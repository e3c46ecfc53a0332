use std::sync::OnceLock;

use regex::Regex;
use serde_json::Value;
use tracing::warn;

use crate::results::Results;
use crate::sanitize::escape_html;
use crate::value::{display_value, get_nested_value, is_present, UNSAFE_IDENTIFIERS};

/// Rendering mode for a single call. `Loading` swaps every substitution for
/// shimmer-pill placeholder markup; it is a pure per-call flag.
#[derive(Debug, Clone, Copy, Default, PartialEq, Eq)]
pub enum RenderMode {
    #[default]
    Normal,
    Loading,
}

impl RenderMode {
    pub fn is_loading(self) -> bool {
        matches!(self, RenderMode::Loading)
    }
}

fn safe_expression_regex() -> &'static Regex {
    static SAFE_EXPRESSION_REGEX: OnceLock<Regex> = OnceLock::new();
    SAFE_EXPRESSION_REGEX.get_or_init(|| {
        // data.length | data[i].<path> | bare <path>
        Regex::new(r"^(?:data\.length|data\[\d+\](?:\.\w+(?:\[\d+\])*)+|\w+(?:\[\d+\])*(?:\.\w+(?:\[\d+\])*)*)$")
            .unwrap()
    })
}

fn data_index_regex() -> &'static Regex {
    static DATA_INDEX_REGEX: OnceLock<Regex> = OnceLock::new();
    DATA_INDEX_REGEX.get_or_init(|| Regex::new(r"^data\[(\d+)\]\.(.+)$").unwrap())
}

/// Reject-by-default check on the raw expression text, before any
/// resolution is attempted. Only the three recognized access forms pass,
/// and no path segment may be an unsafe identifier.
pub(crate) fn is_safe_expression(expr: &str) -> bool {
    if !safe_expression_regex().is_match(expr) {
        return false;
    }
    expr.split(['.', '[', ']'])
        .filter(|s| !s.is_empty())
        .all(|segment| !UNSAFE_IDENTIFIERS.contains(&segment))
}

/// Evaluate a restricted template expression against the root result set.
///
/// Recognized forms, in order: `data.length`, `data[<i>].<path>`, and a bare
/// `<path>` resolved against the first row. Anything else is blocked with a
/// warning and yields `None`. In `Loading` mode every expression yields
/// `None` so the fallback layer can emit placeholder markup instead.
pub fn evaluate_expression(expr: &str, results: Option<&Results>, mode: RenderMode) -> Option<Value> {
    if mode.is_loading() {
        return None;
    }
    let results = results?;
    if !is_safe_expression(expr) {
        warn!("blocked potentially unsafe expression: {expr}");
        return None;
    }
    if expr == "data.length" {
        return Some(Value::from(results.rows.len()));
    }
    if let Some(caps) = data_index_regex().captures(expr) {
        let index: usize = caps[1].parse().ok()?;
        let path = caps.get(2).map(|m| m.as_str())?;
        return results
            .rows
            .get(index)
            .and_then(|row| get_nested_value(row, path))
            .cloned();
    }
    results
        .rows
        .first()
        .and_then(|row| get_nested_value(row, expr))
        .cloned()
}

/// Split an expression on its first `||` into (main, fallback).
pub(crate) fn split_fallback(expr: &str) -> Option<(&str, &str)> {
    expr.find("||")
        .map(|pos| (&expr[..pos], &expr[pos + 2..]))
}

/// If `text` is a quoted literal (single or double quotes), return the
/// quoted content.
pub(crate) fn literal_text(text: &str) -> Option<&str> {
    if text.len() >= 2
        && ((text.starts_with('\'') && text.ends_with('\''))
            || (text.starts_with('"') && text.ends_with('"')))
    {
        Some(&text[1..text.len() - 1])
    } else {
        None
    }
}

/// Shimmer placeholder sized by a step function of the text it stands in
/// for, so loading skeletons approximate final content width.
pub(crate) fn loading_pill(text_hint: &str) -> String {
    let width = match text_hint.chars().count() {
        0..=5 => "60px",
        6..=10 => "80px",
        11..=15 => "120px",
        _ => "160px",
    };
    format!(
        "<span class=\"loading-pill\" style=\"display: inline-block; width: {width}; height: 1em; \
         background: linear-gradient(90deg, #f0f0f0 25%, #e0e0e0 50%, #f0f0f0 75%); \
         background-size: 200% 100%; animation: shimmer 1.5s infinite; border-radius: 4px; \
         filter: blur(0.5px);\"></span>"
    )
}

/// Evaluate an expression with optional `expr || fallback` semantics,
/// producing the final substitution text.
///
/// A resolved value is used when it is neither missing, `null`, nor an empty
/// string; resolved values are HTML-escaped. Quoted fallbacks are used
/// verbatim; unquoted fallbacks are evaluated as expressions and degrade to
/// their own raw text. Without a fallback, a missing value echoes the token
/// (`{expr}`) so broken references stay visible. In `Loading` mode the
/// output is a shimmer pill sized by the would-be text.
pub fn evaluate_fallback(expr: &str, results: Option<&Results>, mode: RenderMode) -> String {
    match split_fallback(expr) {
        Some((main, fallback)) => {
            let fallback = fallback.trim();
            if mode.is_loading() {
                return loading_pill(literal_text(fallback).unwrap_or(fallback));
            }
            if let Some(value) =
                evaluate_expression(main.trim(), results, mode).filter(is_present)
            {
                return escape_html(&display_value(&value));
            }
            if let Some(text) = literal_text(fallback) {
                return text.to_string();
            }
            match evaluate_expression(fallback, results, mode) {
                Some(value) => escape_html(&display_value(&value)),
                None => fallback.to_string(),
            }
        }
        None => {
            if mode.is_loading() {
                return loading_pill(expr.trim());
            }
            match evaluate_expression(expr, results, mode) {
                Some(value) => escape_html(&display_value(&value)),
                None => format!("{{{expr}}}"),
            }
        }
    }
}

════════

- [WORK REQUEST] Between the first line of the entries above and the line with "every expression yields", both included, copy every line exactly and nothing outside that range.

- [YOUR RESPONSE]
repository e3c46ecfc53a0332
use std::sync::OnceLock;

use regex::Regex;
use serde_json::Value;
use tracing::warn;

use crate::results::Results;
use crate::sanitize::escape_html;
use crate::value::{display_value, get_nested_value, is_present, UNSAFE_IDENTIFIERS};

/// Rendering mode for a single call. `Loading` swaps every substitution for
/// shimmer-pill placeholder markup; it is a pure per-call flag.
#[derive(Debug, Clone, Copy, Default, PartialEq, Eq)]
pub enum RenderMode {
    #[default]
    Normal,
    Loading,
}

impl RenderMode {
    pub fn is_loading(self) -> bool {
        matches!(self, RenderMode::Loading)
    }
}

fn safe_expression_regex() -> &'static Regex {
    static SAFE_EXPRESSION_REGEX: OnceLock<Regex> = OnceLock::new();
    SAFE_EXPRESSION_REGEX.get_or_init(|| {
        // data.length | data[i].<path> | bare <path>
        Regex::new(r"^(?:data\.length|data\[\d+\](?:\.\w+(?:\[\d+\])*)+|\w+(?:\[\d+\])*(?:\.\w+(?:\[\d+\])*)*)$")
            .unwrap()
    })
}

fn data_index_regex() -> &'static Regex {
    static DATA_INDEX_REGEX: OnceLock<Regex> = OnceLock::new();
    DATA_INDEX_REGEX.get_or_init(|| Regex::new(r"^data\[(\d+)\]\.(.+)$").unwrap())
}

/// Reject-by-default check on the raw expression text, before any
/// resolution is attempted. Only the three recognized access forms pass,
/// and no path segment may be an unsafe identifier.
pub(crate) fn is_safe_expression(expr: &str) -> bool {
    if !safe_expression_regex().is_match(expr) {
        return false;
    }
    expr.split(['.', '[', ']'])
        .filter(|s| !s.is_empty())
        .all(|segment| !UNSAFE_IDENTIFIERS.contains(&segment))
}

/// Evaluate a restricted template expression against the root result set.
///
/// Recognized forms, in order: `data.length`, `data[<i>].<path>`, and a bare
/// `<path>` resolved against the first row. Anything else is blocked with a
/// warning and yields `None`. In `Loading` mode every expression yields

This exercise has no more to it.